Heat treating (or heat treatment) is a group of processes used to alter the properties of a material. Although the most common application for heat treatment processes are metallurgical, they are also used for the manufacture of other materials, such as glass.
Heat treatment involves heating or cooling a material to achieve the desired properties and outcomes, such as hardening or softening. Heat treating processes include annealing, case hardening, precipitation strengthening, tempering, carburising, normalising and quenching. Different heat treating methods should be chosen depending on the desired outcomes.
Although the term heat treatment applies only to processes where the heating and cooling are done for the specific purpose of altering physical and mechanical properties intentionally, heating and cooling often occur incidentally during other manufacturing processes, such as hot forming or welding.
Heat treatment can be time-consuming and costly but is also a mandatory operation specified in many application codes and standards, as well as an essential variable on welding procedure qualification specifications, which means it is vital to get it right.
Heat Treatment Methods
There is a range of heat treatment techniques available to industry, each with their own particular characteristics and uses, as follows:
Annealing:
The annealing process involves heating the material to a high temperature, where recrystallisation and/or a phase transformation take place, followed by slow cooling, often in the heat treatment furnace itself. This process is frequently used to soften a metal after hardening, for example once it has been cold worked. Annealing not only offers soft microstructures, but also reduces the yield and tensile strength and, in the case of ferritic steels, usually reduces toughness.
Normalising:
Only used with ferrous metals, the metal is heated to 30-50°C above the upper transformation temperature before being allowed to cool back to room temperature. This reduces the grain size and improves strength and toughness.
Quenching:
This method uses water, oil or a blast of air to rapidly cool a ferritic steel. In this process the metal is heated to a temperature above its upper transformation temperature to create a high strength, fine grained martensite before cooling. Once quickly cooled, the steel should also be tempered (see below).
Tempering:
This process involves heating a ferritic steel to a temperature below the lower transformation temperature. This process reduces hardness, lowers the tensile strength and improves both ductility and toughness. Most normalised steels are tempered ahead of welding, while all quenched steels need to be quenched and tempered before use.
Solution Treatment:
This high temperature process takes elements and compounds into a solution where they are retained by rapid cooling from the solution treatment temperature. The amount of time for this to occur varies, but it can reduce the strength of a joint or improve corrosion resistance. With some alloys the treatment can be followed by a lower temperature process to reform the precipitates in a controlled manner (see age or precipitation hardening, below).

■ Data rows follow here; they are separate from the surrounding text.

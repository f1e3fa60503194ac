use ecoscore::reference::SnapshotSummary;
use ecoscore::scoring::{ProductInput, ScoreBreakdown, ScoreResult};
use serde::Serialize;
use std::fmt::Write as _;

fn one_decimal(value: f64) -> f64 {
    (value * 10.0).round() / 10.0
}

/// Response body for a scored product. Scores are rounded to one decimal
/// for display; the engine itself never rounds.
#[derive(Debug, Clone, PartialEq, Serialize)]
pub(crate) struct ScoreReport {
    pub(crate) product_name: String,
    pub(crate) brand: String,
    pub(crate) final_score: f64,
    pub(crate) environmental_score: f64,
    pub(crate) certification_bonus: f64,
    pub(crate) applied_certification_bonus: f64,
    pub(crate) breakdown: ScoreBreakdown,
}

impl ScoreReport {
    pub(crate) fn new(input: &ProductInput, result: &ScoreResult) -> Self {
        let mut breakdown = result.breakdown;
        let material = &mut breakdown.material_impact;
        for value in [
            &mut material.co2,
            &mut material.water,
            &mut material.energy,
            &mut material.chemical,
        ] {
            *value = one_decimal(*value);
        }
        let care = &mut breakdown.care_impact;
        for value in [&mut care.co2, &mut care.water, &mut care.energy] {
            *value = one_decimal(*value);
        }
        let origin = &mut breakdown.origin_impact;
        for value in [
            &mut origin.grid,
            &mut origin.transport,
            &mut origin.manufacturing,
        ] {
            *value = one_decimal(*value);
        }

        Self {
            product_name: input.product_name.clone(),
            brand: input
                .brand
                .clone()
                .unwrap_or_else(|| "Unknown".to_string()),
            final_score: one_decimal(result.final_score),
            environmental_score: one_decimal(result.environmental_score),
            certification_bonus: one_decimal(result.certification_bonus),
            applied_certification_bonus: one_decimal(result.applied_certification_bonus),
            breakdown,
        }
    }

    pub(crate) fn render(&self) -> String {
        let mut out = String::new();
        let b = &self.breakdown;
        let _ = writeln!(out, "{} ({})", self.product_name, self.brand);
        let _ = writeln!(out, "  Final score:          {:>5.1} / 100", self.final_score);
        let _ = writeln!(out, "  Environmental score:  {:>5.1}", self.environmental_score);
        let _ = writeln!(
            out,
            "  Certification bonus:  {:>5.1} (applied {:.1})",
            self.certification_bonus, self.applied_certification_bonus
        );
        let _ = writeln!(out, "  Impact badness (0 best, 100 worst)");
        let _ = writeln!(
            out,
            "    Material  co2 {:>5.1}  water {:>5.1}  energy {:>5.1}  chemical {:>5.1}",
            b.material_impact.co2,
            b.material_impact.water,
            b.material_impact.energy,
            b.material_impact.chemical
        );
        let _ = writeln!(
            out,
            "    Care      co2 {:>5.1}  water {:>5.1}  energy {:>5.1}",
            b.care_impact.co2, b.care_impact.water, b.care_impact.energy
        );
        let _ = writeln!(
            out,
            "    Origin    grid {:>5.1}  transport {:>5.1}  manufacturing {:>5.1}",
            b.origin_impact.grid, b.origin_impact.transport, b.origin_impact.manufacturing
        );
        out
    }
}

pub(crate) fn render_reference_summary(summary: &SnapshotSummary) -> String {
    let mut out = String::new();
    let _ = writeln!(out, "Reference data loaded {}", summary.loaded_at.to_rfc3339());
    let _ = writeln!(
        out,
        "  materials: {}  origins: {}  care instructions: {}  certifications: {}",
        summary.materials, summary.origins, summary.care_instructions, summary.certifications
    );
    let _ = writeln!(out, "Indicator bounds");
    for view in &summary.bounds {
        let marker = if view.degenerate { "  (degenerate)" } else { "" };
        let _ = writeln!(
            out,
            "  {:<28} {:>10.3} .. {:<10.3}{}",
            view.indicator.to_string(),
            view.min,
            view.max,
            marker
        );
    }
    out
}

#[cfg(test)]
mod tests {
    use super::*;
    use ecoscore::reference::ReferenceSnapshot;
    use ecoscore::scoring::{ScoringConfig, ScoringEngine};
    use std::sync::Arc;

    #[test]
    fn report_rounds_for_display() {
        let engine = ScoringEngine::new(
            Arc::new(ReferenceSnapshot::bundled().expect("bundled")),
            ScoringConfig::default(),
        );
        let input = ProductInput::new("Jumper", "China", "Machine Wash 30C")
            .with_material("Cotton", 60.0)
            .with_material("Polyester", 40.0);
        let result = engine.score(&input).expect("scores");

        let report = ScoreReport::new(&input, &result);

        assert_eq!(report.brand, "Unknown");
        assert_eq!(report.final_score, one_decimal(result.final_score));
        assert!((report.final_score - result.final_score).abs() <= 0.05);
        assert!(report.render().contains("Final score"));
    }

    #[test]
    fn summary_lists_every_indicator() {
        let summary = ReferenceSnapshot::bundled().expect("bundled").summary();
        let rendered = render_reference_summary(&summary);
        assert_eq!(
            rendered.lines().count(),
            3 + summary.bounds.len(),
            "{rendered}"
        );
    }
}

Ageing or Precipitation Hardening:
This low temperature process is used to produce the correct size and distribution of precipitates, increasing the yield and tensile strength. It is usually preceded by a solution treatment (see above). Using the process over longer periods of time and/or higher temperatures will create an increase in size of the precipitate and a reduction in both hardness and strength. Unlike with iron based alloys, most heat treatable alloys do not experience ferrite transformation but harden by precipitation. This is a typically slow process, depending on the critical temperatures, often referred to as ‘age hardening.’
Stress Relief:
This stress relieving process reduces the residual stresses created by weld shrinkage. By raising the temperature of the metal, the yield strength decreases allowing the residual internal stresses to be redistributed by creep of the weld and parent metal. Harmful thermal gradients are avoided by controlled cooling from the stress relief temperature.
Post Heat:
This process is carried out immediately following welding ferritic steels, increasing the preheat by around 100°C and maintaining this temperature for 3 or 4 hours. This assists with the diffusion of hydrogen in the weld and/or heat affected zones, reducing the risk of hydrogen-induced cold cracking. This process is typically only used in instances where hydrogen cold cracking is a major concern, such as with crack sensitive steels and very thick joints.
Post Weld Heat Treatment (PWHT):
Not to be confused with heat treatments performed after welding (see above), PWHT is a specific term that covers both stress relief and tempering. These treatments may also include the ageing of aluminium alloys, solution treatment of austenitic stainless steel, and hydrogen release. PWHT reduces the risk of brittle fracture by reducing the residual stress and improving toughness. It also reduces the risk of stress corrosion cracking and is a mandatory requirement in many codes and specifications, particularly when dealing with thicker joints or where stress corrosion is a possibility. It does, however, have little benefit for fatigue performance unless the stresses are mostly compressive.